The Heart of Things Hits the Airwaves!

I'll be taking my maiden voyage tonight on AM radio, and live through the internet, with The Heart of Things radio show! So lend an ear or drop a line if you can! To contact please call: 610-527-2906 or 1-888-34-FAITH (888-343-2484) after 5:30.

We're airing every Tuesday evening from 5pm to 6pm, Eastern Standard Time, on 800 AM if you're local to the Philadelphia region, or live from anywhere via the internet at www.catholicinternetradio.com


No podcasts or MP3s yet, so you'll have to tune in sharp. Prayers are appreciated.... Peace!

Monday, April 02, 2007

Leaving Egypt Forever

Let's have a show of hands...

Who likes reading/ discussing/ hearing about the war in Iraq every day? Suicide bombers? Sitting back with the paper and discovering that people are still being victimized and horribly victimizing others? Who would enjoy hearing another tale about the wealthy and powerful who are still trying to get wealthier and more powerful-er... at the expense of the poor?

Anyone care for more violence on television before 8pm? Who believes we need another show that glorifies lust in the place of love, promiscuity over devotion, and marital infidelity as opposed to a lasting faithfulness?

No? You're done with this scene? You've had enough? Me too....

If it feels like 400 years of slavery to you, slopping through the mud of the media with this fallen nature of ours and you'd like to break away from sin to a Promised Land and hear some good news for a change, then take courage and lift up your heads. Change is a'comin'. But it will take work, and these 40 days of Lent were just the beginning...

The Early Church Fathers (these guys were the Catholic All-Stars) always saw Egypt as a type or shadow of our slavery to sin... Moses was a type of Jesus, and as Moses led the People out of Egypt, so Jesus leads us out of our addiction to self and selfishness. Finally, we can enter into the holiness (a.k.a. wholeness) of God and our true destiny! Real freedom, hope, joy, justice! Woohoo! When we’ve made this solid turn towards Him - metanoia, a.k.a. conversion - and followed, then we can experience that sweet honeymoon the saints talked about. But we have to make the turn. We have to step out in faith. We've got to leave the slavery of Egypt.

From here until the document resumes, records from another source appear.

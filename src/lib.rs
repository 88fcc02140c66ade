//! Sequence execution engine for imaging sessions.
//!
//! A plan is a tree of containers and leaf actions. Containers loop while
//! their conditions allow and carry triggers that interrupt between leaves;
//! the coordinator walks the tree, honors cooperative cancellation, and
//! reports how every node ended. Plans persist as versioned JSON and survive
//! item types this build does not know.
//!
//! The engine talks to equipment only through the [`device_ops::DeviceOps`]
//! trait, so it runs identically against real hardware, a broker, or the
//! null implementation used in dry runs and tests.

pub mod actions;
pub mod conditions;
pub mod coordinator;
pub mod device_ops;
pub mod ephemeris;
pub mod error;
pub mod item;
pub mod plan;
pub mod serializer;
pub mod triggers;

pub use coordinator::{run_plan, RunOutcome, RunReport};
pub use device_ops::{DeviceOps, DeviceResult, NullDeviceOps, PierSide, SharedDeviceOps};
pub use ephemeris::{Ephemeris, SiderealEphemeris};
pub use error::{ItemError, PlanError, SequenceError};
pub use item::{
    Action, Condition, EntityMeta, ExecutionContext, ItemStatus, TargetInfo, Trigger,
};
pub use plan::{Node, NodeId, NodeKind, Plan};
pub use serializer::{deserialize, serialize, ItemRegistry, LoadResult};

If we're committed to this work of getting out of Egypt, then we'll need to buck up and make it past the honeymoon to where the real journey begins. We have to walk through the desert for an undetermined period of time with no clear knowledge of where we'll rest or what we'll eat. Now won't that be fun?

Ah, but this desert of Lent has been the key. This is our detox time, where the poison is worked out of our systems, and we sweat out sin in our own personal Gethsemanes. This is the gymnasium of the soul and of the body. Then just when we think we've hit the Wall and can go no further, we'll look back and see Egypt coming after us (and guess who Pharaoh is a type of, by the way?). It's at this point that we'll hear Jesus say the craziest thing in the world, the last thing we think anyone should say when the chariots and charioteers are barrelling down at us and there seems to be no escape route for us on the road to holiness.

"Stand still."

Stand still? No way... We feel the pursuit of sin. The ground is trembling. I can't do this. It’s the residual effect of our selfishness... called concupiscence. This is the whisper of the preciousss... and the Gollum in all of us doesn't want to let go.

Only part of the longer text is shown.